* _INPUT DATA_
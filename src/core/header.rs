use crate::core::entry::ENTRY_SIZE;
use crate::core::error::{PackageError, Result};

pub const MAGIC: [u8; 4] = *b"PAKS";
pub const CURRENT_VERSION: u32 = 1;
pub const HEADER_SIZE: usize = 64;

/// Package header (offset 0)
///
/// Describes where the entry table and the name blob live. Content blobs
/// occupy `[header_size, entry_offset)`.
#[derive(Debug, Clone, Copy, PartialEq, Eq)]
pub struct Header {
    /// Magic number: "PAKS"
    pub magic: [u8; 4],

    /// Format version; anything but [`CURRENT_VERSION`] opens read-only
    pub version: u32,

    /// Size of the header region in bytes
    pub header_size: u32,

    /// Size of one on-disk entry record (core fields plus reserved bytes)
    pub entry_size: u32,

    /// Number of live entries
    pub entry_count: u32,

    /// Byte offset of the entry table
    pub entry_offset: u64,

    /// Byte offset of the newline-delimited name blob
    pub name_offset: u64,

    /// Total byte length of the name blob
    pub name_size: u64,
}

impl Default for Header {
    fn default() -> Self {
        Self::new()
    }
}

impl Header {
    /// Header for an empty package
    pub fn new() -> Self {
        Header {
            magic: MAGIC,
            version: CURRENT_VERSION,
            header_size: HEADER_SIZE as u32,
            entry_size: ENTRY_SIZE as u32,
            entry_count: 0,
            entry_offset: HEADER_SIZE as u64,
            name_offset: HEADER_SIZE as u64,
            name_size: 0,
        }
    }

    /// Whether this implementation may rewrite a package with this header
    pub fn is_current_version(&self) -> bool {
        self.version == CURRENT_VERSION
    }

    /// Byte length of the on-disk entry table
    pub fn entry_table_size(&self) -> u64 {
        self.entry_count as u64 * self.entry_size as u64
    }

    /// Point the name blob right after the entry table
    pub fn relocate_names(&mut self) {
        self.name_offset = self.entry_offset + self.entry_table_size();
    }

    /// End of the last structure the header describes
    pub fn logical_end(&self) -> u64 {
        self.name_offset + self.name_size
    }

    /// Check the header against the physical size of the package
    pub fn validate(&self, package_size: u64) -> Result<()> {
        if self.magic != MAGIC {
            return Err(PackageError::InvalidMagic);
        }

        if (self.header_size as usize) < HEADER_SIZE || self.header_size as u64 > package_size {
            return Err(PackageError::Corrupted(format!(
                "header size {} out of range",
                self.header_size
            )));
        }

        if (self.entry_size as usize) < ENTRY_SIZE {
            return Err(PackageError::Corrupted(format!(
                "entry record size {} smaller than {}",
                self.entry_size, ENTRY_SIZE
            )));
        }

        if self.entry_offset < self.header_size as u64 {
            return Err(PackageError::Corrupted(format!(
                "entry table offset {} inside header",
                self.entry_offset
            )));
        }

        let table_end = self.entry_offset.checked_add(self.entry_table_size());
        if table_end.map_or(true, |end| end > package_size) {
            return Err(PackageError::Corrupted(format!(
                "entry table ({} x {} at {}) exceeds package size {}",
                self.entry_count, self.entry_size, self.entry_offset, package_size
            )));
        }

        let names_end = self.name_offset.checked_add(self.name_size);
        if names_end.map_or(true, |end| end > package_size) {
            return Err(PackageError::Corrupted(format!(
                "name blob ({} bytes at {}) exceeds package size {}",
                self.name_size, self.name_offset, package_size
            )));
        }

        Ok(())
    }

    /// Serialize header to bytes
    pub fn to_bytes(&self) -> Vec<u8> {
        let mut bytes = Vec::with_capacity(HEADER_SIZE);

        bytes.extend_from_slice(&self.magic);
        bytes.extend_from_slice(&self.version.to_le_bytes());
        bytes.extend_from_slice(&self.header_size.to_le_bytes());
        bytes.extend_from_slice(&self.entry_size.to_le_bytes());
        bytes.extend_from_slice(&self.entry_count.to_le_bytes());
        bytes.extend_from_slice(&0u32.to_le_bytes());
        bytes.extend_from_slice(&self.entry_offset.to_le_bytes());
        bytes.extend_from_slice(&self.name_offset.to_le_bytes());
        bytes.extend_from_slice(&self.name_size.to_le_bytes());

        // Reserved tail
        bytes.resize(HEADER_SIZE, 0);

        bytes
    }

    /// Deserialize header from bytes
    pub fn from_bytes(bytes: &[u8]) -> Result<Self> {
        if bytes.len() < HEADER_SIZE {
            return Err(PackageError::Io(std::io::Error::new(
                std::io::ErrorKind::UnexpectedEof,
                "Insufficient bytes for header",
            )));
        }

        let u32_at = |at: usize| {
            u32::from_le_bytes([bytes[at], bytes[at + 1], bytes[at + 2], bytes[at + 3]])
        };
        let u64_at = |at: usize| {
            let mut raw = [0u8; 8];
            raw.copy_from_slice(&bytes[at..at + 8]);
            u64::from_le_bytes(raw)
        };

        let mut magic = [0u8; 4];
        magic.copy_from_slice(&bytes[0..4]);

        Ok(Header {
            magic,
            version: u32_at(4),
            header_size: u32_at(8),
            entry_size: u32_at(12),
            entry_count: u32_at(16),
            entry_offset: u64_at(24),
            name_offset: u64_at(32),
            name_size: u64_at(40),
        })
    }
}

* * *

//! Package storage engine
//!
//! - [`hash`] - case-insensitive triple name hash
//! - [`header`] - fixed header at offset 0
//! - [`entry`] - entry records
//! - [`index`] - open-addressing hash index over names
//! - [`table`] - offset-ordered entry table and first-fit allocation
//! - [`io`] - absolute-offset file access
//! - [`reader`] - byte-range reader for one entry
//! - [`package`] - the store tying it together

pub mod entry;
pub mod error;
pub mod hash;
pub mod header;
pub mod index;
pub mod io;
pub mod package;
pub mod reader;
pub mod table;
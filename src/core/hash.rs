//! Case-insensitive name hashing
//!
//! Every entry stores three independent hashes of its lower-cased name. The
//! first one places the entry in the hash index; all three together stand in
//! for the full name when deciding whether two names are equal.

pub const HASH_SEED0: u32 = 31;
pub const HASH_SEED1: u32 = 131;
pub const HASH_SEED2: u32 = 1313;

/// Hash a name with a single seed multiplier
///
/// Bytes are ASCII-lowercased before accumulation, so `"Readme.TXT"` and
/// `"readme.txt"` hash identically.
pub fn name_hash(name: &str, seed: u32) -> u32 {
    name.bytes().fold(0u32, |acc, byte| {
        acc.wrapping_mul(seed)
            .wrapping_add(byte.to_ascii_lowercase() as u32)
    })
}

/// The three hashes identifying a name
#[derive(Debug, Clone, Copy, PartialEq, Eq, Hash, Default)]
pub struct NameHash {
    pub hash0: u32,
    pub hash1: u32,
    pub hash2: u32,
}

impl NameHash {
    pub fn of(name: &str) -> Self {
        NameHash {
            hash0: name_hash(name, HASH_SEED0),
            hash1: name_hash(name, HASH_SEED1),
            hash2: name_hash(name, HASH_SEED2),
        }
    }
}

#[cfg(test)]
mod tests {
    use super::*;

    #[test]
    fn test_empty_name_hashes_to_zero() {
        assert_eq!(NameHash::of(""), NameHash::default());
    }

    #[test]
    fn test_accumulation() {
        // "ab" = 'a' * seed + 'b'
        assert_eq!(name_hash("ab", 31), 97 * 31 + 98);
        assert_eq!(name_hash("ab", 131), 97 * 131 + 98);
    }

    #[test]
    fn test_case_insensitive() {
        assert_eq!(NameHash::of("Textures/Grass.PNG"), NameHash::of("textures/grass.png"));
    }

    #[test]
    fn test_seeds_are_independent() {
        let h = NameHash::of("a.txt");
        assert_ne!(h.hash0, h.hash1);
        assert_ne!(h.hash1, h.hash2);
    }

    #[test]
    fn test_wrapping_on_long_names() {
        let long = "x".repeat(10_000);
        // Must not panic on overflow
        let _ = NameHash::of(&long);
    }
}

* _PROBLEM REQUIREMENTS_
Your answer should be the lines of the listing above between the line holding "self.version == CURRENT_VERSION" and the line holding "after the entry table", inclusive, restated word for word and alone.

* _TASK ANSWER_
        self.version == CURRENT_VERSION
    }

    /// Byte length of the on-disk entry table
    pub fn entry_table_size(&self) -> u64 {
        self.entry_count as u64 * self.entry_size as u64
    }

    /// Point the name blob right after the entry table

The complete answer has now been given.